— Но если я найду для Гиги маленькое ружье, он его не возьмет, поскольку это ударит по его мужскому достоинству.
— Да какое может быть мужское достоинство у восьмилетнего ребенка?
Эрнест развеселился пуще прежнего:
— А ты, похоже, действительно их любишь, да, Муки?
— Ну конечно же люблю, Клоп. Они замечательные, во всем мире нет мальчиков лучше их. Ты производишь отличное потомство, Эрнест Хемингуэй.
— Может, в один прекрасный день у нас родится девочка. Я бы очень хотел дочку.
С минуту я тихо лежала и слушала, как за окном шелестят на ветру листья пальмы.
— Ты мечтаешь о дочке, Хэмми?
— Да, она вырастет, и у нее будут золотистые волосы и длинные ноги, хорошие мозги и в избытке смелости. — Он погладил меня по голове. — Но стрелять она будет лучше матери!
Я хотела сказать, что мы могли бы назвать ее Эбигейл, но все еще не могла произнести вслух имя той бедной малютки, которую отказались лечить от сифилиса, потому что каждый укол стоил двадцать пять центов, а у ее матери таких денег не было.
На следующий вечер мы пошли стрелять по птицам.
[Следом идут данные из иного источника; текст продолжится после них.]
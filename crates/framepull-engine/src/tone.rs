//! Built-in sine tone engine.

use std::f32::consts::TAU;

use tracing::debug;

use crate::{AudioFrame, FrameRequest, Result, RtcEngine};

/// Deterministic sine generator implementing [`RtcEngine`].
///
/// Stands in for the vendor SDK in the harness binary and in tests. The
/// phase carries over between pulls, so consecutive frames stitch into one
/// continuous tone regardless of the pull cadence.
pub struct ToneEngine {
    frequency_hz: f32,
    amplitude: f32,
    phase: f32,
}

impl ToneEngine {
    pub fn new(frequency_hz: f32, amplitude: f32) -> Self {
        Self {
            frequency_hz,
            amplitude: amplitude.clamp(0.0, 1.0),
            phase: 0.0,
        }
    }
}

impl Default for ToneEngine {
    /// 440 Hz at quarter amplitude.
    fn default() -> Self {
        Self::new(440.0, 0.25)
    }
}

impl RtcEngine for ToneEngine {
    fn pull_frame(&mut self, request: &FrameRequest) -> Result<AudioFrame> {
        let mut frame = AudioFrame::silent(request);
        let step = TAU * self.frequency_hz / request.sample_rate as f32;
        let scale = self.amplitude * f32::from(i16::MAX);

        for i in 0..request.samples_per_channel as usize {
            let sample = (self.phase.sin() * scale) as i16;
            for ch in 0..request.channels as usize {
                frame.data[i * request.channels as usize + ch] = sample;
            }
            self.phase += step;
            if self.phase >= TAU {
                self.phase -= TAU;
            }
        }

        debug!(
            samples = frame.data.len(),
            mode = %request.mode,
            "generated tone frame"
        );
        Ok(frame)
    }

    fn name(&self) -> &str {
        "tone"
    }
}
//! Pull session state types.

/// The current state of the pull manager.
#[derive(Debug, Clone, Copy, PartialEq, Eq)]
pub enum SessionState {
    /// No session active
    Idle,
    /// A session is pulling frames
    Running,
}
Негрито, летевшие с полей в сторону Гаваны, чтобы переночевать там на лавровых деревьях, громко щебетали. А я подстрелила ястреба. Он был очень красивым. Эрнест с мальчиками шумно приветствовали мой удачный выстрел, а я, как только ястреб упал на землю, сразу пожалела о том, что в него попала.
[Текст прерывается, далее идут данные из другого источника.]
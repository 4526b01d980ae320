//! Leveled asynchronous logger. There is exactly one background worker per
//! service and it is the only thing that ever touches the sink, so emitted
//! lines come out whole and in enqueue order no matter which thread logged
//! them.
//!
//! The logger is an explicitly constructed service: the process entry point
//! creates it, hands clones to collaborators, and owns its shutdown. There
//! is no process-global state and no implicit first-use initialization.

use std::io::{self, Write};
use std::sync::Arc;
use std::sync::mpsc::{self, Sender};
use std::thread::{self, JoinHandle};

use framepull_core::LogLevel;
use parking_lot::Mutex;

/// Destination for emitted log lines. Called only from the worker thread.
pub trait LogSink: Send {
    fn write_line(&mut self, line: &str);
}

/// Default sink: one line to stderr per message, errors swallowed.
pub struct StderrSink;

impl LogSink for StderrSink {
    fn write_line(&mut self, line: &str) {
        let mut stderr = io::stderr().lock();
        writeln!(stderr, "{line}").ok();
    }
}

struct Inner {
    threshold: LogLevel,
    sender: Mutex<Option<Sender<String>>>,
    worker: Mutex<Option<JoinHandle<()>>>,
}

/// Cheaply cloneable handle to the logging service. All clones share the
/// same worker and threshold.
#[derive(Clone)]
pub struct AsyncLogger {
    inner: Arc<Inner>,
}

impl AsyncLogger {
    /// Create a logger emitting to stderr.
    pub fn new(threshold: LogLevel) -> Self {
        Self::with_sink(threshold, Box::new(StderrSink))
    }

    /// Create a logger emitting to the given sink.
    pub fn with_sink(threshold: LogLevel, mut sink: Box<dyn LogSink>) -> Self {
        let (sender, receiver) = mpsc::channel::<String>();

        let worker = thread::Builder::new()
            .name("framepull-log".to_string())
            .spawn(move || {
                // Runs until every sender is gone and the queue drains.
                while let Ok(line) = receiver.recv() {
                    sink.write_line(&line);
                }
            })
            .ok();

        Self {
            inner: Arc::new(Inner {
                threshold,
                sender: Mutex::new(Some(sender)),
                worker: Mutex::new(worker),
            }),
        }
    }

    /// The configured threshold.
    pub fn threshold(&self) -> LogLevel {
        self.inner.threshold
    }

    /// Log a pre-formatted message at the given level.
    ///
    /// A no-op when the level is above the threshold or the service has shut
    /// down. The message is materialized on the calling thread; the caller
    /// never blocks on the actual write.
    pub fn log(&self, level: LogLevel, message: impl Into<String>) {
        if !level.enabled(self.inner.threshold) {
            return;
        }

        let line = format!("[{}] {}", level.label(), message.into());
        if let Some(sender) = self.inner.sender.lock().as_ref() {
            sender.send(line).ok();
        }
    }

    pub fn error(&self, message: impl Into<String>) {
        self.log(LogLevel::Error, message);
    }

    pub fn warning(&self, message: impl Into<String>) {
        self.log(LogLevel::Warning, message);
    }

    pub fn info(&self, message: impl Into<String>) {
        self.log(LogLevel::Info, message);
    }

    pub fn debug(&self, message: impl Into<String>) {
        self.log(LogLevel::Debug, message);
    }

    pub fn verbose(&self, message: impl Into<String>) {
        self.log(LogLevel::Verbose, message);
    }

    /// Flush queued lines and join the worker. Idempotent; later log calls
    /// on any clone are silently dropped.
    pub fn shutdown(&self) {
        // Dropping the sender closes the channel once queued lines drain.
        self.inner.sender.lock().take();
        if let Some(worker) = self.inner.worker.lock().take() {
            worker.join().ok();
        }
    }
}

impl Drop for Inner {
    fn drop(&mut self) {
        self.sender.lock().take();
        if let Some(worker) = self.worker.lock().take() {
            worker.join().ok();
        }
    }
}

#[cfg(test)]
mod tests {
    use std::thread::ThreadId;

    use super::*;

    /// Sink that records lines and the thread that wrote them.
    #[derive(Clone, Default)]
    struct MemorySink {
        lines: Arc<Mutex<Vec<(ThreadId, String)>>>,
    }

    impl MemorySink {
        fn lines(&self) -> Vec<String> {
            self.lines.lock().iter().map(|(_, l)| l.clone()).collect()
        }

        fn writer_threads(&self) -> Vec<ThreadId> {
            self.lines.lock().iter().map(|(id, _)| *id).collect()
        }
    }

    impl LogSink for MemorySink {
        fn write_line(&mut self, line: &str) {
            self.lines
                .lock()
                .push((thread::current().id(), line.to_string()));
        }
    }

    fn logger_with_sink(threshold: LogLevel) -> (AsyncLogger, MemorySink) {
        let sink = MemorySink::default();
        let logger = AsyncLogger::with_sink(threshold, Box::new(sink.clone()));
        (logger, sink)
    }

    #[test]
    fn test_above_threshold_is_dropped() {
        let (logger, sink) = logger_with_sink(LogLevel::Warning);
        logger.info("info");
        logger.debug("debug");
        logger.verbose("verbose");
        logger.shutdown();
        assert!(sink.lines().is_empty());
    }

    #[test]
    fn test_at_or_below_threshold_emitted_once() {
        let (logger, sink) = logger_with_sink(LogLevel::Warning);
        logger.error("boom");
        logger.warning("careful");
        logger.shutdown();
        assert_eq!(sink.lines(), vec!["[ERROR] boom", "[WARN] careful"]);
    }

    #[test]
    fn test_single_thread_fifo() {
        let (logger, sink) = logger_with_sink(LogLevel::Verbose);
        for i in 0..100 {
            logger.info(format!("message {i}"));
        }
        logger.shutdown();
        let expected: Vec<String> = (0..100).map(|i| format!("[INFO] message {i}")).collect();
        assert_eq!(sink.lines(), expected);
    }

    #[test]
    fn test_concurrent_producers_keep_per_thread_order() {
        let (logger, sink) = logger_with_sink(LogLevel::Verbose);

        let handles: Vec<_> = (0..4)
            .map(|t| {
                let logger = logger.clone();
                thread::spawn(move || {
                    for i in 0..50 {
                        logger.info(format!("t{t} m{i}"));
                    }
                })
            })
            .collect();
        for handle in handles {
            handle.join().unwrap();
        }
        logger.shutdown();

        let lines = sink.lines();
        assert_eq!(lines.len(), 200);
        for t in 0..4 {
            let from_thread: Vec<&String> = lines
                .iter()
                .filter(|l| l.starts_with(&format!("[INFO] t{t} ")))
                .collect();
            let expected: Vec<String> = (0..50).map(|i| format!("[INFO] t{t} m{i}")).collect();
            assert_eq!(from_thread.len(), 50, "no partial or lost lines");
            for (got, want) in from_thread.iter().zip(&expected) {
                assert_eq!(*got, want, "per-thread enqueue order preserved");
            }
        }
    }

    #[test]
    fn test_clones_share_one_worker() {
        let (logger, sink) = logger_with_sink(LogLevel::Verbose);

        let handles: Vec<_> = (0..8)
            .map(|t| {
                let logger = logger.clone();
                thread::spawn(move || logger.info(format!("hello from {t}")))
            })
            .collect();
        for handle in handles {
            handle.join().unwrap();
        }
        logger.shutdown();

        let writers = sink.writer_threads();
        assert_eq!(writers.len(), 8);
        assert!(
            writers.iter().all(|id| *id == writers[0]),
            "every line written by the same worker thread"
        );
    }

    #[test]
    fn test_shutdown_idempotent_and_silences_later_calls() {
        let (logger, sink) = logger_with_sink(LogLevel::Verbose);
        logger.info("before");
        logger.shutdown();
        logger.shutdown();
        logger.info("after");
        assert_eq!(sink.lines(), vec!["[INFO] before"]);
    }
}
«Финка Вихия», Сан-Франсиско-де-Паула, Куба
В апреле Гитлер оккупировал Данию и Норвегию. Дания сдалась без единого выстрела, Норвегия сопротивлялась, но совсем недолго. Мы с Эрнестом узнали об этом только четыре дня спустя, когда пришел почтовый катер с газетами. Оторванность от мира вполне устраивала Хемингуэя, он целиком отдавался работе и не любил, если его отвлекали. А я повесила на стены карты, чтобы, прикалывая к ним булавки, следить за войной в Европе так же внимательно, как Эрнест подсчитывал слова и контролировал свой — а с некоторых пор еще и мой — вес.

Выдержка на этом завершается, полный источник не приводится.